▶ _WORK TO BE COMPLETED_
Below are some records. Count the lines with "that" in them and give nothing but the total.
Start of DATASET EXTRACT
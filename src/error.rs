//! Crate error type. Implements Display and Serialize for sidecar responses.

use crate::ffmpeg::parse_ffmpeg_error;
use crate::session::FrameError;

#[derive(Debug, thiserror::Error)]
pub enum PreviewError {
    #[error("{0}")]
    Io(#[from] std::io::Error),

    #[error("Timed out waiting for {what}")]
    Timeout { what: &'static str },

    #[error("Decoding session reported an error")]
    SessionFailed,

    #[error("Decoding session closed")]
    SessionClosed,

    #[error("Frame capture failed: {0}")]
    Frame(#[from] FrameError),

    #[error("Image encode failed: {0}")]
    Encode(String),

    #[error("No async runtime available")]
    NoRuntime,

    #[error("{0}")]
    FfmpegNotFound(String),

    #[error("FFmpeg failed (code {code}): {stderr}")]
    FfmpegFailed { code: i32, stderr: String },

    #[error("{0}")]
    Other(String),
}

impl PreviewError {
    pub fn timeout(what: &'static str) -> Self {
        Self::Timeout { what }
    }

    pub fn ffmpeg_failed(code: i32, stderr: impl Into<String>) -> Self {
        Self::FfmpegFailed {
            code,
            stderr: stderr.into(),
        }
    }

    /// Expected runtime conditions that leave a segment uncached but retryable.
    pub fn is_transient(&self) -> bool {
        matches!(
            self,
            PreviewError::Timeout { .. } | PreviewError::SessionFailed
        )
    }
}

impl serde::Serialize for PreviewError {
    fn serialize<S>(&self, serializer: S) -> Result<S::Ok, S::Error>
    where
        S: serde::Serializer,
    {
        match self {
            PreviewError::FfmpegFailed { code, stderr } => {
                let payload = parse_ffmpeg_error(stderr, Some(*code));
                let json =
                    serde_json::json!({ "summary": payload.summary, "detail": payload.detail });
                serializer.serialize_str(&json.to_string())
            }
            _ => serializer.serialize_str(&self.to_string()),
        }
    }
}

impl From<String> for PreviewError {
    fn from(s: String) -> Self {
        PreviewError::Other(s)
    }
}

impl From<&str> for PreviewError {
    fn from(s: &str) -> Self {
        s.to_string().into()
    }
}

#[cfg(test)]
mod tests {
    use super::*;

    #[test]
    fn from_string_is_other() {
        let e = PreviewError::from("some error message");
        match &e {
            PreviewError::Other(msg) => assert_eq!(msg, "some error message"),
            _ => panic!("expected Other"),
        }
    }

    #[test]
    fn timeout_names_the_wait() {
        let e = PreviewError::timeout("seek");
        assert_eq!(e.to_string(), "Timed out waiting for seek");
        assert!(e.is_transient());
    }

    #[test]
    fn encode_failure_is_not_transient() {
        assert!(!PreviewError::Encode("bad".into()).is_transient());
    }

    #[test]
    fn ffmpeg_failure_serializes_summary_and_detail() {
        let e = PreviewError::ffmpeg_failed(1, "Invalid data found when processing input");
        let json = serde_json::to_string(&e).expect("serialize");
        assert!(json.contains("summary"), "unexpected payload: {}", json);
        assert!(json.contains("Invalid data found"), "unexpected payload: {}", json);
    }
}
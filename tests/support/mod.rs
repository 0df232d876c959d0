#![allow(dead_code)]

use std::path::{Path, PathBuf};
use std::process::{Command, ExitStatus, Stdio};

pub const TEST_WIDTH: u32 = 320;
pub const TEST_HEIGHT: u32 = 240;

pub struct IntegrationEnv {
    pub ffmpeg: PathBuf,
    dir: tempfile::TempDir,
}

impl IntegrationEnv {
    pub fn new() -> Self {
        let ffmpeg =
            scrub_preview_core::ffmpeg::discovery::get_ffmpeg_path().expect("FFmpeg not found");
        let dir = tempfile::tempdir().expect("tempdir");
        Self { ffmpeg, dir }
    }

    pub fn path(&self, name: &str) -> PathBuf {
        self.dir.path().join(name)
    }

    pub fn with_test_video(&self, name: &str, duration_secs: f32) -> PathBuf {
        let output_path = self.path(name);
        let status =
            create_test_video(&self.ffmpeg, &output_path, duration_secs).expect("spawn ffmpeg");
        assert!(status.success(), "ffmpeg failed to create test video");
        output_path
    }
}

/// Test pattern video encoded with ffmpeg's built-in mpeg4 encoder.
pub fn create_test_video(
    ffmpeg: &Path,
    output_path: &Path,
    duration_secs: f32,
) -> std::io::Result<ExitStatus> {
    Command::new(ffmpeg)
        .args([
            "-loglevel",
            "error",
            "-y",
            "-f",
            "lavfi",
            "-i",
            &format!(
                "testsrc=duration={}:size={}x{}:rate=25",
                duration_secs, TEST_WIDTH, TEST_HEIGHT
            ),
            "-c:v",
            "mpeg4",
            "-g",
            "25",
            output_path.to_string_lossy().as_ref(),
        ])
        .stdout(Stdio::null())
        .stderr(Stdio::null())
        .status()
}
End of DATASET EXTRACT
Start of DATASET EXTRACT
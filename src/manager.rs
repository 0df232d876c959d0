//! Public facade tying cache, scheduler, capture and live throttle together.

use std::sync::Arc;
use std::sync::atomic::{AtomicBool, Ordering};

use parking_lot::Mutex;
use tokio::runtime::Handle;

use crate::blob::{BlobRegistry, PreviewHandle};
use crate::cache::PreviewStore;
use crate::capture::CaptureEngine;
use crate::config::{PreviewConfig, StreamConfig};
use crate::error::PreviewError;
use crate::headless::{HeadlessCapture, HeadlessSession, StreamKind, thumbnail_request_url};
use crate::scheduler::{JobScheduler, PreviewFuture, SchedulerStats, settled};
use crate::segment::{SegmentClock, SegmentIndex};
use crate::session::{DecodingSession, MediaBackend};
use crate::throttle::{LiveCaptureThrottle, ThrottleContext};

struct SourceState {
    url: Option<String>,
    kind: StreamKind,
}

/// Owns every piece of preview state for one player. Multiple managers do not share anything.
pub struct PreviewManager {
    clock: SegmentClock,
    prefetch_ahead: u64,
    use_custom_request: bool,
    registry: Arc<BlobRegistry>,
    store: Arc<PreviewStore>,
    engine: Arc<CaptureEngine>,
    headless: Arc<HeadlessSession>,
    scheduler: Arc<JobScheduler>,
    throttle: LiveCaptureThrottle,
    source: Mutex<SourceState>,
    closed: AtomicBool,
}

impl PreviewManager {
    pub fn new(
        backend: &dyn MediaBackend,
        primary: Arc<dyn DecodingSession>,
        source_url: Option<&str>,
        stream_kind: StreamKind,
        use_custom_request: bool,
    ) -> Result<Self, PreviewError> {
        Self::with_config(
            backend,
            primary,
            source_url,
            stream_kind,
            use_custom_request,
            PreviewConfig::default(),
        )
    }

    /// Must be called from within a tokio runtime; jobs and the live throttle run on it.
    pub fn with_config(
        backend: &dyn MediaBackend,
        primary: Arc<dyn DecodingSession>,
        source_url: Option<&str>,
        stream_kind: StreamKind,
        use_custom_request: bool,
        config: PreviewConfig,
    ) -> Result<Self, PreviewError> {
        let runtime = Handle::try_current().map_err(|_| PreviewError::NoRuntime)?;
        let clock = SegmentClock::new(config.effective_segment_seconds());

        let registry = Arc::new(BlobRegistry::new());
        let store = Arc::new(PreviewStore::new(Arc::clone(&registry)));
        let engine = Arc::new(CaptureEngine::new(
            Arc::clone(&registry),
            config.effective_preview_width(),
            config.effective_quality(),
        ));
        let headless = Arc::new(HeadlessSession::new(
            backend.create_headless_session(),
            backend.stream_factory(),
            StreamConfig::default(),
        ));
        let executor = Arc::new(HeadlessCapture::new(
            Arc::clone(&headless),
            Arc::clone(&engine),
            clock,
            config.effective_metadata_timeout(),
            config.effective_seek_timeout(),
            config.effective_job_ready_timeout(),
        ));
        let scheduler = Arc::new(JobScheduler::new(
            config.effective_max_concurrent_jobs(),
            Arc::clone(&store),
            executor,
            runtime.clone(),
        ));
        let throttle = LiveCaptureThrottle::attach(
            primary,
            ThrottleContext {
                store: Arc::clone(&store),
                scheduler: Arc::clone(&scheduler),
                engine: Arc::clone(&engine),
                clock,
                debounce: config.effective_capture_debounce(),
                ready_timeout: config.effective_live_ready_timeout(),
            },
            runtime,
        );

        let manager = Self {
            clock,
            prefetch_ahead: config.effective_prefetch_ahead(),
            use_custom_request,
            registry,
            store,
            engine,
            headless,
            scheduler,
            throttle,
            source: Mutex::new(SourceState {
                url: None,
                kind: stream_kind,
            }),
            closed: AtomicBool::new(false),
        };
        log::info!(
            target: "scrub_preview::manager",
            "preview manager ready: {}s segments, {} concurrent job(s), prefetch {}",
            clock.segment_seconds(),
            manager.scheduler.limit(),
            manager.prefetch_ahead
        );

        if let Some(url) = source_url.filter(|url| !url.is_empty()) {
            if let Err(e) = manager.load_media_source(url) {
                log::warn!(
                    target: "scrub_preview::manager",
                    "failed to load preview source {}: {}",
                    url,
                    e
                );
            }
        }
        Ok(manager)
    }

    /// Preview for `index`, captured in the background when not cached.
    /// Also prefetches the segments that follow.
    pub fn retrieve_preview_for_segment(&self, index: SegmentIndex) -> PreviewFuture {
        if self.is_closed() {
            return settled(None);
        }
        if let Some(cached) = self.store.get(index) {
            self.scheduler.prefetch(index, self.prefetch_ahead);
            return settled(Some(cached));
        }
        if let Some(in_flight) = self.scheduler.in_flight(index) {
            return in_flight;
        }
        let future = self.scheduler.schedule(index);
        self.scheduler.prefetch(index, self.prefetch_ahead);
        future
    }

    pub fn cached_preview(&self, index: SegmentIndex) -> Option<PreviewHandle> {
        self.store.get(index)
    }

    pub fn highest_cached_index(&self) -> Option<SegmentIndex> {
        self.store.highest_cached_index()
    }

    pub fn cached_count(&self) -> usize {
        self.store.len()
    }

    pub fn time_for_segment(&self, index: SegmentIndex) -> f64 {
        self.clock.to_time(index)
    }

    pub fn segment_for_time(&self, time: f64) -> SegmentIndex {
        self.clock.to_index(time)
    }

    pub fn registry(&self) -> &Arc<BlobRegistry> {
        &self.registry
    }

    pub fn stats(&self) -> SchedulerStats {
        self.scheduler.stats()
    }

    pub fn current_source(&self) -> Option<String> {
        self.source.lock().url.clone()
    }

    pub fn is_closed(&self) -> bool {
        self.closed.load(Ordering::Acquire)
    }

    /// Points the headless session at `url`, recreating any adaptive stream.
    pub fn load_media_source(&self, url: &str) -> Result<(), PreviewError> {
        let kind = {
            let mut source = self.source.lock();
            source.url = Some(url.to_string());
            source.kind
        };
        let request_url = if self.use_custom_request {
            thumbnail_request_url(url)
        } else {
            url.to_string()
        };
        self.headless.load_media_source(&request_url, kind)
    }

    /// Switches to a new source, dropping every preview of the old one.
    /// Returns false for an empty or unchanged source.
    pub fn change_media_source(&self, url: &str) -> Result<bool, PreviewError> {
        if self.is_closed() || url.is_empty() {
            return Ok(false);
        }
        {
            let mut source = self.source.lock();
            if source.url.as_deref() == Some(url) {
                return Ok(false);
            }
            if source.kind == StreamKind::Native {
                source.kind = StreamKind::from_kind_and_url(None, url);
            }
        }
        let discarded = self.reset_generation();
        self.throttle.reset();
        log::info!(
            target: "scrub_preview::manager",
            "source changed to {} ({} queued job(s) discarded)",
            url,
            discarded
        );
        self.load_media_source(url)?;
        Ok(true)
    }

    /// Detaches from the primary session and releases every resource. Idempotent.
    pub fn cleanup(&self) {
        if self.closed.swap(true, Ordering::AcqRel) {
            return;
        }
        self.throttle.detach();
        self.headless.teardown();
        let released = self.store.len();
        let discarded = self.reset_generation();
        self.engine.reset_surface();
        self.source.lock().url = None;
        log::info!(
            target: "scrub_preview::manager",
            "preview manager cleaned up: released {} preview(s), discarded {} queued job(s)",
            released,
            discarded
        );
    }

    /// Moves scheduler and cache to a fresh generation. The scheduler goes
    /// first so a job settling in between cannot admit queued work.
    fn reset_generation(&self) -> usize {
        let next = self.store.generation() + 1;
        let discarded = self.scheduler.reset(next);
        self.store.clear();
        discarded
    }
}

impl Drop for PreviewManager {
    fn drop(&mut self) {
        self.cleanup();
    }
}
End of DATASET EXTRACT
Start of DATASET EXTRACT
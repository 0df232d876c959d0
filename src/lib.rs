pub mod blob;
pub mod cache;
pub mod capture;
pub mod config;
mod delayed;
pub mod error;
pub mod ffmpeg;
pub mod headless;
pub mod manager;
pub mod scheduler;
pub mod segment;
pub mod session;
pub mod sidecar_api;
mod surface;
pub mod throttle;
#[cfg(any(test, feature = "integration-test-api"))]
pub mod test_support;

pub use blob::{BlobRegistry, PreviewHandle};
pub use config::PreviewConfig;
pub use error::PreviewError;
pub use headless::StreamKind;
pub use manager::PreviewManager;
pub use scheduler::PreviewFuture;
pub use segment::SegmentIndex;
End of DATASET EXTRACT
▶ _ANSWER SPACE_
2